Work item> Extract, from the records beneath this instruction, each line that contains the word "BuildArtifact".

(Records from a data source)
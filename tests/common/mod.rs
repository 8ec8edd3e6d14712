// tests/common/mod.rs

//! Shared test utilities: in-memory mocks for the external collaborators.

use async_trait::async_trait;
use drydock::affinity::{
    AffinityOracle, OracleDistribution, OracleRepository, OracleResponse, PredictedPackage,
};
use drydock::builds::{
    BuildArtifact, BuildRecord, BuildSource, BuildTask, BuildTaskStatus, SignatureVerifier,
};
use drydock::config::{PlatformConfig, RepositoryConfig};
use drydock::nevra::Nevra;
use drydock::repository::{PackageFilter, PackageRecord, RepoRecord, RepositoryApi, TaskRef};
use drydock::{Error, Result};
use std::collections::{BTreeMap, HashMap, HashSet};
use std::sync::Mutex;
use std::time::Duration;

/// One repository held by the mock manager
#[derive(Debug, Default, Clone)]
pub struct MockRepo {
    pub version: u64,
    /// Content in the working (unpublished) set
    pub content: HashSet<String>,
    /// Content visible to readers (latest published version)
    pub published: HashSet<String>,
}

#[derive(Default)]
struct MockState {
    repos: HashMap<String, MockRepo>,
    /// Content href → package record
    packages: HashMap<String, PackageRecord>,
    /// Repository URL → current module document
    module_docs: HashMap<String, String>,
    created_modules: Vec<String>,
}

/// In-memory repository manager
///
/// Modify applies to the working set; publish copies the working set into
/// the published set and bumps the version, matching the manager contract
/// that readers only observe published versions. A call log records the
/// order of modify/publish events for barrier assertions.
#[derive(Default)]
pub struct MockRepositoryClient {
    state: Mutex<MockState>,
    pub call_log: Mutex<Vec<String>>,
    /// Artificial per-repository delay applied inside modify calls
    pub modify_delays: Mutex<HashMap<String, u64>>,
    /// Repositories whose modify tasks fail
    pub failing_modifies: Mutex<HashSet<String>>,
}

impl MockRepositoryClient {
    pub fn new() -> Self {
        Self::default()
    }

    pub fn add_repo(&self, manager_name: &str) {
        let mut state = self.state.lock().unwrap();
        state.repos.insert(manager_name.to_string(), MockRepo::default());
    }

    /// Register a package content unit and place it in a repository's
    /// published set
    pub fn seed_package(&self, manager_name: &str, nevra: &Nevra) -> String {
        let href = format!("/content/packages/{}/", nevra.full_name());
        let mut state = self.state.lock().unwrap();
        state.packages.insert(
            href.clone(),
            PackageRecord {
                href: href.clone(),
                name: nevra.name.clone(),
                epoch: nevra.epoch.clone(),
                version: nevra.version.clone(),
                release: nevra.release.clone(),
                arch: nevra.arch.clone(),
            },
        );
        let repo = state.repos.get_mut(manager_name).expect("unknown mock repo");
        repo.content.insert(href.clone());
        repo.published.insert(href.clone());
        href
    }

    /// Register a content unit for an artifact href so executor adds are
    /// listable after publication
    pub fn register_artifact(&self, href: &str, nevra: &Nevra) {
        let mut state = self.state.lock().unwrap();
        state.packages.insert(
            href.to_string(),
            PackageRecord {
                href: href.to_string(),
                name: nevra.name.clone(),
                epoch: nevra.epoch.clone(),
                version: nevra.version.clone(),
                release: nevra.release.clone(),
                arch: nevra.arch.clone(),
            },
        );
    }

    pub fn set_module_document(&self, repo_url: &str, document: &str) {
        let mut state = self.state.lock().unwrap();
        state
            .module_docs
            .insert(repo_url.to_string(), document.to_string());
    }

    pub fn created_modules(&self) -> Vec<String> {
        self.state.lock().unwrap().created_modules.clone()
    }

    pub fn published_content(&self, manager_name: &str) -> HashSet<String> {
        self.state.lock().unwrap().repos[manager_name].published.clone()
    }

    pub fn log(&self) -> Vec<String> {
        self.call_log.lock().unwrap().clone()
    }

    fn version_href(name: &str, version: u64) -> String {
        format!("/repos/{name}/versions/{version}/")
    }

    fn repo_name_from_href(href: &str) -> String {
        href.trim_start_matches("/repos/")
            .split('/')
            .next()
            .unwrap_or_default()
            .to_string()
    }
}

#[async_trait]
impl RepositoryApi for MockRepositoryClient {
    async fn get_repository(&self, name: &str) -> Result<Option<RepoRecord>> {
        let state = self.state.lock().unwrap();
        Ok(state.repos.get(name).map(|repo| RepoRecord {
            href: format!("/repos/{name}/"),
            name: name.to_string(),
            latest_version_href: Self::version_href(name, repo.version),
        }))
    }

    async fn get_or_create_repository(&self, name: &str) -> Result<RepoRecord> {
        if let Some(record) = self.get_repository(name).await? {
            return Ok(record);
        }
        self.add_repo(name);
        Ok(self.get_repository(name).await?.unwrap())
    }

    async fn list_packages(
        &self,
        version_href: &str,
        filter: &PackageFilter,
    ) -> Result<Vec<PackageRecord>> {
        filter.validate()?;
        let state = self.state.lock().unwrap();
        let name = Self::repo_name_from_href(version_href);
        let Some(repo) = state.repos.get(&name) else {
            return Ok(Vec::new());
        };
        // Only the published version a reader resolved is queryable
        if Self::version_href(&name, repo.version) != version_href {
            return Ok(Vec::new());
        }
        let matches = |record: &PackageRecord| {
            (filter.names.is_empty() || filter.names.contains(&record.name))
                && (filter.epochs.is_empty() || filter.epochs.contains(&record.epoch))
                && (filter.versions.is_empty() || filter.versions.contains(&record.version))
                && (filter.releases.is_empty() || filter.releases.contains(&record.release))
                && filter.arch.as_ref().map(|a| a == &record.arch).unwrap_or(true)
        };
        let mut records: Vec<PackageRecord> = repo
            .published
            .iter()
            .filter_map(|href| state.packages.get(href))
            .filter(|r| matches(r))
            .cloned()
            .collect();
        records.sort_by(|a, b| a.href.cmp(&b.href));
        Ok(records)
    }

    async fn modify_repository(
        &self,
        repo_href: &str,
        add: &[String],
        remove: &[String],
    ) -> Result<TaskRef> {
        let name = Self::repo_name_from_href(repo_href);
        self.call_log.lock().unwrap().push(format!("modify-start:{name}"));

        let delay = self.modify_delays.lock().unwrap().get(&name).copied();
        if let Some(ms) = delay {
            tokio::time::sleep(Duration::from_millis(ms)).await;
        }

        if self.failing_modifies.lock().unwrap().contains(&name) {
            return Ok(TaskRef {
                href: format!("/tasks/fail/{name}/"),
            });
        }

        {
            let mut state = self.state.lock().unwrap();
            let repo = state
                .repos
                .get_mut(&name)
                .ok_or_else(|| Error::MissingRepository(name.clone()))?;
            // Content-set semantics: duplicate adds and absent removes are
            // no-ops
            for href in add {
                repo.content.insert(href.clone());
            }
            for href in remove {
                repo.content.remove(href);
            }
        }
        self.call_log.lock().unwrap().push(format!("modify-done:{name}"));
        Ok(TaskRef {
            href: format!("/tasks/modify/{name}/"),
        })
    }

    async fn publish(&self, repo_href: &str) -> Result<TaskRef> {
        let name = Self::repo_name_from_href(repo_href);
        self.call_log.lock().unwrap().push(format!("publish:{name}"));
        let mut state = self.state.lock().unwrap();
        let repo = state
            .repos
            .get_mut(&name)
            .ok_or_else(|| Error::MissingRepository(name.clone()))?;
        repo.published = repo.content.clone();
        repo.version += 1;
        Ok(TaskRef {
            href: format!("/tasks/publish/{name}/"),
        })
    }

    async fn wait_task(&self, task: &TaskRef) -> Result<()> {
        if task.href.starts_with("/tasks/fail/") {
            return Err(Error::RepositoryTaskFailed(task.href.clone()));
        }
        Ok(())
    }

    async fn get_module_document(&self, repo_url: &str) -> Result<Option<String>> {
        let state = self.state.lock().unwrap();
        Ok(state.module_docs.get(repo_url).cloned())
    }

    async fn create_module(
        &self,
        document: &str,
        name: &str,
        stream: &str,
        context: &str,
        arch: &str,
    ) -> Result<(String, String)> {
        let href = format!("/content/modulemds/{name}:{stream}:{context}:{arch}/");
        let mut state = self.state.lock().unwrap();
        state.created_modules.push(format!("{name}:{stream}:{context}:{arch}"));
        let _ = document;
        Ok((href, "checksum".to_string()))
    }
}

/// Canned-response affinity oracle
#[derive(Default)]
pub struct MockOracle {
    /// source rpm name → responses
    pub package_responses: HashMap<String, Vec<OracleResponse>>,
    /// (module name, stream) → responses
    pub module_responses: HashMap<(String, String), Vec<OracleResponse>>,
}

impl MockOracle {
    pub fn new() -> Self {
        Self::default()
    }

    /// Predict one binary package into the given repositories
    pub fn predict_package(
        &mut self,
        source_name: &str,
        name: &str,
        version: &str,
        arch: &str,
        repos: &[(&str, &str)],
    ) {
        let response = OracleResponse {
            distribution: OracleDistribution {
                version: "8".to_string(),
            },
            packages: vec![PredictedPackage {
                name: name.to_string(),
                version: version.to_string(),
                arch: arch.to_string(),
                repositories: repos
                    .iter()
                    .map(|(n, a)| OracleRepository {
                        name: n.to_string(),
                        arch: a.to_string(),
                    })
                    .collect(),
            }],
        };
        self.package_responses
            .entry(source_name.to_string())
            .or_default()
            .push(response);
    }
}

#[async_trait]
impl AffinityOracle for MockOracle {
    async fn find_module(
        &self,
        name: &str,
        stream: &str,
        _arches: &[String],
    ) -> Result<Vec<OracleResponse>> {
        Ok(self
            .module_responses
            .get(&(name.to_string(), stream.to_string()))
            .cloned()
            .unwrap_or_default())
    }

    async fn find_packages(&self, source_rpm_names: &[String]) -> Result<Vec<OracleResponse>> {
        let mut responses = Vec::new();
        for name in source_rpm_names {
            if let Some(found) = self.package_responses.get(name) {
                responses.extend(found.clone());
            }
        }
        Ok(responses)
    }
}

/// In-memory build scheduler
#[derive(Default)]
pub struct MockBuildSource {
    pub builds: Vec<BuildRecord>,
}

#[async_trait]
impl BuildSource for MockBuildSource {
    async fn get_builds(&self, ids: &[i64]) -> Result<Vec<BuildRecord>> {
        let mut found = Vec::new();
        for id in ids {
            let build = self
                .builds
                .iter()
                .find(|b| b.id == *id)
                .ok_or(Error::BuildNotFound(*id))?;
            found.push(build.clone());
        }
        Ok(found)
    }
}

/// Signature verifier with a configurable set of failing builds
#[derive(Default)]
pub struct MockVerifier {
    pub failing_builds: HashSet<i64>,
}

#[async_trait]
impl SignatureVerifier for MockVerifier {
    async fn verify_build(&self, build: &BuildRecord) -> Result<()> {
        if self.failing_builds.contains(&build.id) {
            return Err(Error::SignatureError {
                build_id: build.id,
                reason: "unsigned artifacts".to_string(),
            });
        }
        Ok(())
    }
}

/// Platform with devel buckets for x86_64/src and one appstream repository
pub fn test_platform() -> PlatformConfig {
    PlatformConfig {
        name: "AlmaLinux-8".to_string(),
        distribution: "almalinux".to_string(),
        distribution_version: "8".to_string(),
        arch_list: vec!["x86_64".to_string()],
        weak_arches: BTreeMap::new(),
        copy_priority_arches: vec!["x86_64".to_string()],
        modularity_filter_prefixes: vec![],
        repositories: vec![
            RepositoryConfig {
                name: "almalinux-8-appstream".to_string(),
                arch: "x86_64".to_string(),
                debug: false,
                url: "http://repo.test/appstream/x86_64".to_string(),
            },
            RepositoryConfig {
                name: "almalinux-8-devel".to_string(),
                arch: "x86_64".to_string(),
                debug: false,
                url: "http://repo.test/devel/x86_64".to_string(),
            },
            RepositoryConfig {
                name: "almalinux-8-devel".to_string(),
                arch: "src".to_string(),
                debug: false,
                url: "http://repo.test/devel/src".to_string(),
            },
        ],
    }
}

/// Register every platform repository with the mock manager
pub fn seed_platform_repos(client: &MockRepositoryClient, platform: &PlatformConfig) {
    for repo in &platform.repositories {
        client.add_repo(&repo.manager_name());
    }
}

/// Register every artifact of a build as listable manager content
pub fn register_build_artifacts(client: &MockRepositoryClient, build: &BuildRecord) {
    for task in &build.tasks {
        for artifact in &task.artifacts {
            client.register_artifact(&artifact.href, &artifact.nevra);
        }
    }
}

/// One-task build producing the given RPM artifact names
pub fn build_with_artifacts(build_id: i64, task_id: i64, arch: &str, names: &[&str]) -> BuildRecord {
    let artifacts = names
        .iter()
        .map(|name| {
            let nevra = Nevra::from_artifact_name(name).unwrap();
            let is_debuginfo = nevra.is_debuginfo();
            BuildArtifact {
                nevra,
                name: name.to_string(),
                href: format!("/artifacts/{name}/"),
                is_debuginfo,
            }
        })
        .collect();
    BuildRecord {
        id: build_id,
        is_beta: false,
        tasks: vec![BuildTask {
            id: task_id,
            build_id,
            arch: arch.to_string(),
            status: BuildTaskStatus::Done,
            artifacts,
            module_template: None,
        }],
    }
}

Output>
    BuildArtifact, BuildRecord, BuildSource, BuildTask, BuildTaskStatus, SignatureVerifier,
            BuildArtifact {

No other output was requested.